As the year goes by, the seasons change, and the earth goes around the sun in its orbit, the patterns in the sky shift positions night by night. Constellations rise earlier and earlier; the winter constellations are now giving way to spring ones. And traveling along in those constellations are “wandering stars” that we now know as planets.
Right around sunset this week a bright, pale-gold point of light rises in the eastern sky, hitching a ride in the stars of the constellation Leo. It’s the great ringed jewel of our solar system, Saturn.
On the 24th, Saturn is at “opposition” which means that it is opposite the sun relative to us here on earth. As seen from above, earth would be between the Sun-Saturn line of sight. So as the sun sets in the west, Saturn rises in the east. It is basically the same principle as with other planets which are at opposition, and also when our own moon is at it’s full phase. Last week’s lunar eclipse was a fine example, as the moon rose just a few minutes before the sun set in the west.
As the planets travel in their own orbits around the sun, they seem to follow the stars as they rises earlier and earlier each night, but at a different speed, and at times, different directions. This is directly related to our position on the earth, relative to the planet and the background constellations. Sometimes a planet seems to stop, back up, and then go forward again. That is called retrograde motion.

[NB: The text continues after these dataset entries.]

//! # Reconcile
//!
//! Entry point invoked by the watch loop for every `NodeRefresh`.

use crate::cluster::with_timeout;
use crate::constants::REFRESH_NOW_ANNOTATION;
use crate::controller::reconciler::policy::{evaluate, PolicySettings};
use crate::controller::reconciler::status::{
    failed_status, finalize_status, status_changed, update_status,
};
use crate::controller::reconciler::types::{Reconciler, ReconcilerError};
use crate::crd::NodeRefresh;
use crate::observability::metrics;
use chrono::Utc;
use kube::{Api, ResourceExt};
use kube_runtime::controller::Action;
use std::sync::Arc;
use tracing::{debug, info, warn};

/// Evaluate a `NodeRefresh`, send its triggers and publish its status
///
/// # Errors
///
/// Evaluation, trigger delivery and status update failures are returned to
/// the error policy, which requeues with backoff.
pub async fn reconcile(
    policy: Arc<NodeRefresh>,
    ctx: Arc<Reconciler>,
) -> Result<Action, ReconcilerError> {
    let name = policy.name_any();
    let api: Api<NodeRefresh> = Api::all(ctx.client.clone());
    metrics::increment_policy_reconciliations();

    let settings = {
        let config = ctx.config.read().await;
        PolicySettings::from_config(&config, Utc::now())
    };
    let now = settings.now.to_rfc3339();
    let generation = policy.metadata.generation;

    let evaluation = match evaluate(
        &policy.spec,
        ctx.cluster.as_ref(),
        ctx.store.as_ref(),
        &settings,
    )
    .await
    {
        Ok(evaluation) => evaluation,
        Err(e) => {
            let status = failed_status(policy.status.as_ref(), &e.to_string(), &now, generation);
            if status_changed(policy.status.as_ref(), &status) {
                if let Err(patch_error) = update_status(&api, &name, &status).await {
                    warn!(resource.name = %name, error = %patch_error, "failed to record evaluation failure");
                }
            }
            return Err(e);
        }
    };

    for event in evaluation.triggers() {
        info!(
            resource.name = %name,
            node = %event.target_node_id,
            source = %event.source,
            "requesting node refresh"
        );
        ctx.triggers
            .send(event)
            .await
            .map_err(|e| ReconcilerError::TriggerChannelClosed(e.0.target_node_id))?;
    }

    // a failed removal only re-sends the manual trigger next time
    for node in &evaluation.manual {
        if let Err(e) = with_timeout(
            settings.call_timeout,
            "remove_node_annotation",
            ctx.cluster.remove_node_annotation(node, REFRESH_NOW_ANNOTATION),
        )
        .await
        {
            warn!(resource.name = %name, node = %node, error = %e, "failed to clear refresh annotation");
        }
    }

    let status = finalize_status(
        evaluation.status,
        evaluation.phase,
        policy.status.as_ref(),
        generation,
    );
    if status_changed(policy.status.as_ref(), &status) {
        update_status(&api, &name, &status)
            .await
            .map_err(ReconcilerError::Status)?;
    } else {
        debug!(resource.name = %name, "status unchanged");
    }

    ctx.reset_backoff(&name);
    debug!(
        resource.name = %name,
        requeue_after_secs = evaluation.requeue_after.as_secs(),
        "reconciliation complete"
    );
    Ok(Action::requeue(evaluation.requeue_after))
}
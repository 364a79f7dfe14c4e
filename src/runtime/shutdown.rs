//! # Shutdown
//!
//! Turns SIGINT/SIGTERM into a `watch` channel shared by the watch loop and
//! the reconciliation loop.

use crate::controller::server::ServerState;
use std::sync::Arc;
use tokio::sync::watch;
use tracing::{info, warn};

/// Spawn the signal handler; the returned receiver flips to `true` once
///
/// Readiness is dropped as soon as the signal arrives.
pub fn spawn_signal_handler(server_state: Arc<ServerState>) -> watch::Receiver<bool> {
    let (tx, rx) = watch::channel(false);
    tokio::spawn(async move {
        wait_for_signal().await;
        info!("Received shutdown signal, initiating graceful shutdown...");
        server_state.set_ready(false);
        if tx.send(true).is_err() {
            warn!("no component listening for shutdown");
        }
    });
    rx
}

/// Resolve once `shutdown` is `true` or its sender is gone
pub async fn wait_for_shutdown(mut shutdown: watch::Receiver<bool>) {
    loop {
        if *shutdown.borrow_and_update() {
            return;
        }
        if shutdown.changed().await.is_err() {
            return;
        }
    }
}

#[cfg(unix)]
async fn wait_for_signal() {
    use tokio::signal::unix::{signal, SignalKind};
    match signal(SignalKind::terminate()) {
        Ok(mut terminate) => {
            tokio::select! {
                _ = tokio::signal::ctrl_c() => {}
                _ = terminate.recv() => {}
            }
        }
        Err(e) => {
            warn!(error = %e, "failed to install SIGTERM handler, listening for SIGINT only");
            if let Err(e) = tokio::signal::ctrl_c().await {
                warn!(error = %e, "failed to listen for SIGINT");
                std::future::pending::<()>().await;
            }
        }
    }
}

#[cfg(not(unix))]
async fn wait_for_signal() {
    if let Err(e) = tokio::signal::ctrl_c().await {
        warn!(error = %e, "failed to listen for SIGINT");
        std::future::pending::<()>().await;
    }
}
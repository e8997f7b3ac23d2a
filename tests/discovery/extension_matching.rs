use std::path::Path ;
use wasm_plugin_loader::{ Engine, PluginLoader, DiagnosticKind, is_plugin_package, enumerate_packages };
use crate::package_fixtures::{ Fixture, PluginWat };

#[test]
fn discovery_extension_is_case_insensitive() {

	assert!( is_plugin_package( Path::new( "demo.wpk" ), "wpk" ));
	assert!( is_plugin_package( Path::new( "DEMO.WPK" ), "wpk" ));
	assert!( is_plugin_package( Path::new( "/plugins/Demo.Wpk" ), "WPK" ));
	assert!( !is_plugin_package( Path::new( "demo.wpk.txt" ), "wpk" ));
	assert!( !is_plugin_package( Path::new( "demowpk" ), "wpk" ));
	assert!( !is_plugin_package( Path::new( "demo.jar" ), "wpk" ));

}

#[test]
fn discovery_packages_are_sorted() {

	let fixture = Fixture::new();
	fixture.package( "b.wpk", &[] );
	fixture.package( "A.WPK", &[] );
	fixture.package( "c.wpk", &[] );
	fixture.file( "notes.txt", b"" );

	let packages = enumerate_packages( fixture.path(), "wpk" ).expect( "Failed to enumerate packages" );
	let names = packages.iter()
		.map(| package | package.path().file_name().expect( "Package has no file name" ).to_string_lossy().into_owned() )
		.collect::<Vec<_>>();

	assert_eq!( names, vec![ "A.WPK", "b.wpk", "c.wpk" ]);
	assert!( packages.iter().all(| package | package.location().is_absolute() ));

}

#[test]
fn discovery_upper_case_package_loads() {

	let fixture = Fixture::new();
	fixture.package( "DEMO.WPK", &[( "demo/DemoPlugin.wat", PluginWat::new( "Demo" ).render() )]);
	let engine = Engine::default();

	let ( plugins, diagnostics ) = PluginLoader::new( &engine, || ())
		.load( fixture.path() )
		.expect( "Failed to load plugins" );

	assert_no_diagnostics!( diagnostics );
	assert_eq!( plugins.len(), 1 );

}

#[test]
fn discovery_directory_with_package_extension() {

	let fixture = Fixture::new();
	fixture.directory( "folder.wpk" );
	let engine = Engine::default();

	let ( plugins, diagnostics ) = PluginLoader::new( &engine, || ())
		.load( fixture.path() )
		.expect( "Failed to load plugins" );

	assert!( plugins.is_empty() );
	assert_eq!( diagnostics.len(), 1 );
	assert_eq!( diagnostics[0].kind(), DiagnosticKind::ArchiveUnreadable );

}
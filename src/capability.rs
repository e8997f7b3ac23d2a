//! The plugin capability contract.
//!
//! A module is a plugin if it exports:
//!
//! | export                    | type        |
//! |---------------------------|-------------|
//! | `memory`                  | memory      |
//! | `start`                   | `() -> i32` |
//! | `stop`                    | `() -> i32` |
//! | `get_name`                | `() -> i64` |
//! | `get_description`         | `() -> i64` |
//! | `get_authors`             | `() -> i64` |
//! | `get_version`             | `() -> i64` |
//! | `get_application_version` | `() -> i64` |
//!
//! `start` and `stop` return non-zero on success. The `get_*` functions return a
//! string in the exported memory packed as `( offset << 32 ) | length`. Authors
//! are separated by newlines.
//!
//! The plugin manager half of the contract lives on the host side, in
//! [`PluginInstance`]( crate::PluginInstance ).

use serde::Deserialize ;
use thiserror::Error ;
use wasmtime::{ ExternType, Instance, Module, Store, ValType };

use crate::instantiator::InstantiationError ;
use crate::resolution_context::extern_kind ;



pub(crate) const MEMORY_EXPORT: &str = "memory" ;
pub(crate) const START_EXPORT: &str = "start" ;
pub(crate) const STOP_EXPORT: &str = "stop" ;
pub(crate) const NAME_EXPORT: &str = "get_name" ;
pub(crate) const DESCRIPTION_EXPORT: &str = "get_description" ;
pub(crate) const AUTHORS_EXPORT: &str = "get_authors" ;
pub(crate) const VERSION_EXPORT: &str = "get_version" ;
pub(crate) const APPLICATION_VERSION_EXPORT: &str = "get_application_version" ;

#[derive( Debug, Clone, Copy, PartialEq, Eq )]
enum Shape {
	Memory,
	/// `() -> i32`
	Status,
	/// `() -> i64`
	PackedString,
}

impl Shape {

	fn matches( self, ty: &ExternType ) -> bool {
		match ( self, ty ) {
			( Self::Memory, ExternType::Memory( _ )) => true,
			( Self::Status, ExternType::Func( func )) => func.params().len() == 0
				&& func.results().len() == 1
				&& func.results().all(| result | matches!( result, ValType::I32 )),
			( Self::PackedString, ExternType::Func( func )) => func.params().len() == 0
				&& func.results().len() == 1
				&& func.results().all(| result | matches!( result, ValType::I64 )),
			_ => false,
		}
	}

	fn describe( self ) -> &'static str {
		match self {
			Self::Memory => "memory",
			Self::Status => "function () -> i32",
			Self::PackedString => "function () -> i64",
		}
	}

}

const CONTRACT: [( &str, Shape ); 8] = [
	( MEMORY_EXPORT, Shape::Memory ),
	( START_EXPORT, Shape::Status ),
	( STOP_EXPORT, Shape::Status ),
	( NAME_EXPORT, Shape::PackedString ),
	( DESCRIPTION_EXPORT, Shape::PackedString ),
	( AUTHORS_EXPORT, Shape::PackedString ),
	( VERSION_EXPORT, Shape::PackedString ),
	( APPLICATION_VERSION_EXPORT, Shape::PackedString ),
];

/// How the loader decides whether a resolved type is a plugin.
#[derive( Debug, Clone, Copy, PartialEq, Eq, Hash, Default, Deserialize )]
#[serde( rename_all = "kebab-case" )]
pub enum CapabilityCheck {
	/// Inspect the module's declared exports. Nothing is instantiated, so
	/// non-plugin modules never run.
	#[default] Declared,
	/// Instantiate the module and inspect the live instance.
	///
	/// Every candidate's start function runs, including modules that turn out
	/// not to be plugins. The trial instance of a plugin is the one returned to
	/// the host, so no plugin is constructed twice.
	TrialInstantiation,
}

/// Errors raised while checking a type against the contract.
#[derive( Error, Debug )]
pub enum CapabilityError {
	/// The trial instance could not be constructed.
	#[error( "Trial instantiation failed: {0}" )]
	TrialInstantiation( #[source] InstantiationError ),
}

/// Checks the declared exports of `module` against the contract.
///
/// Returns `false` if any contract export is absent or has the wrong type:
/// such a module is simply not a plugin.
pub fn check_declared( module: &Module ) -> bool {
	CONTRACT.iter().all(|( export, shape )| match module.get_export( export ) {
		None => false,
		Some( ty ) if shape.matches( &ty ) => true,
		Some( ty ) => {
			let found = match ty { ExternType::Func( _ ) => "function with another signature", _ => extern_kind( &ty ) };
			tracing::debug!( export = *export, expected = shape.describe(), found, "Contract export has the wrong type" );
			false
		}
	})
}

/// Checks a live instance against the contract.
pub fn check_instance<T: 'static>( store: &mut Store<T>, instance: &Instance ) -> bool {
	CONTRACT.iter().all(|( name, shape )| match shape {
		Shape::Memory => instance.get_memory( &mut *store, name ).is_some(),
		Shape::Status => instance.get_typed_func::<(), i32>( &mut *store, name ).is_ok(),
		Shape::PackedString => instance.get_typed_func::<(), i64>( &mut *store, name ).is_ok(),
	})
}
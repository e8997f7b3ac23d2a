//! Runtime discovery and loading of WebAssembly plugins.
//!
//! A host points a [`PluginLoader`] at a directory. Every file in it whose name
//! ends with the package extension (`.wpk` by default) is read as a tar archive
//! of WebAssembly modules. Each module is a **code unit**, named by its path in
//! the archive: `demo/DemoPlugin.wasm` is the unit `demo.DemoPlugin`. Units
//! that implement the plugin contract are instantiated and handed to the host.
//!
//! # Pipeline
//!
//! 1. [`enumerate_packages`] lists the candidate packages in the directory.
//! 2. [`PackageArchive`] walks each package's entries and yields [`CodeUnitRef`]s.
//! 3. A [`ResolutionContext`] spanning all packages compiles each unit and
//! 	resolves its imports. A unit may import from a unit in any package by
//! 	using the exporting unit's qualified name as the import module.
//! 4. The capability check ([`CapabilityCheck`]) decides whether a resolved
//! 	type is a plugin.
//! 5. Every plugin is instantiated in its own store and returned as a
//! 	[`PluginInstance`].
//!
//! Failures in steps 2 to 5 only skip the affected package or type. They are
//! returned as [`LoadDiagnostic`]s next to the plugins that did load and are
//! also emitted as `tracing` events. Only an unreadable directory or a
//! cancelled operation fail the whole load with a [`LoadError`].
//!
//! # The plugin contract
//!
//! A plugin exports its linear memory plus the functions listed in
//! [`capability`]. Strings are returned as `( offset << 32 ) | length`:
//!
//! ```wat
//! (module
//! 	(memory (export "memory") 1)
//! 	(data (i32.const 0) "Demo")
//! 	(func (export "start") (result i32) i32.const 1)
//! 	(func (export "stop") (result i32) i32.const 1)
//! 	(func (export "get_name") (result i64) i64.const 4)
//! 	;; get_description, get_authors, get_version, get_application_version
//! )
//! ```
//!
//! # Example
//!
//! ```no_run
//! use std::sync::Arc ;
//! use wasm_plugin_loader::{ Engine, Linker, Plugin, PluginLoader, PluginManager, PluginState };
//!
//! struct Host ;
//! impl PluginManager for Host {}
//!
//! # fn main() -> Result<(), Box<dyn std::error::Error>> {
//! let engine = Engine::default();
//!
//! // Host functions live under a host namespace and see the per-plugin context.
//! let mut linker = Linker::<PluginState<u32>>::new( &engine );
//! linker.func_wrap( "host", "log", | caller: wasmtime::Caller<'_, PluginState<u32>>, code: i32 | {
//! 	println!( "plugin {} logged {code}", caller.data().context() );
//! })?;
//!
//! let loader = PluginLoader::new( &engine, || 0_u32 )
//! 	.with_linker( linker )
//! 	.with_host_namespaces([ "host" ]);
//!
//! let ( mut plugins, diagnostics ) = loader.load_default()?;
//! for diagnostic in diagnostics {
//! 	eprintln!( "skipped: {diagnostic}" );
//! }
//!
//! let manager: Arc<dyn PluginManager> = Arc::new( Host );
//! for plugin in &mut plugins {
//! 	plugin.set_plugin_manager( &manager );
//! 	if !plugin.start()? { eprintln!( "{} failed to start", plugin.name() ); }
//! }
//! for plugin in &mut plugins { plugin.stop()?; }
//! # Ok(())
//! # }
//! ```

mod package ;
mod code_unit ;
mod resolution_context ;
pub mod capability ;
mod instantiator ;
mod plugin ;
mod plugin_instance ;
mod diagnostic ;
mod loader ;
mod utils ;

#[doc( no_inline )]
pub use wasmtime::{ Engine, Linker };
#[doc( no_inline )]
pub use tokio_util::sync::CancellationToken ;

pub use package::{ PackageRef, DirectoryError, is_plugin_package, enumerate_packages };
pub use code_unit::{ CodeUnitRef, PackageArchive, CodeUnits, ArchiveError, list_code_units, read_unit };
pub use resolution_context::{ ResolutionContext, ResolvedType, ResolveError };
pub use capability::{ CapabilityCheck, CapabilityError, check_declared, check_instance };
pub use instantiator::{ InstantiationError, instantiate };
pub use plugin::{ Plugin, PluginManager, PluginManagerHandle, PluginMetadata };
pub use plugin_instance::{ PluginInstance, PluginState, CallError };
pub use diagnostic::{ LoadDiagnostic, DiagnosticKind };
pub use loader::{ PluginLoader, LoaderConfig, LoadError };
pub use utils::PartialSuccess ;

With Saturn at opposition this week, if the skies are clear you can see it the entire night, and at midnight is will be nearly straight overhead, not far from the star Regulus in the constellation Leo (graphic). And then, as the days and weeks go by, Saturn will rise earlier and earlier, until later this summer when it is rising so close to the sun it cannot be seen.
However, in the meantime, the ringed planet takes command of the night skies and, if you are fortunate to see it through a telescope, is a wonderful sight as it shows off its ring system and moons. The rings look a little narrower this year, and that is due to the position of Saturn in its orbit relative to the tilt of the Earth’s axis (and our own orbit). Every 14.7 years (Saturn orbits the Sun once every 29.4 years) the Earth crosses the “ring plane” of Saturn, and the rings seem to disappear from view for earthbound observers. That will happen again in September 2009, so this year will be the last time until 2010 to see the rings with any detail.
With now through July being the prime Saturn observing season this year, it will be a prominent featured object at the public nights at the Veen Observatory this year.
So if it is clear, go out and take a look at the solar system’s Lord of the Rings.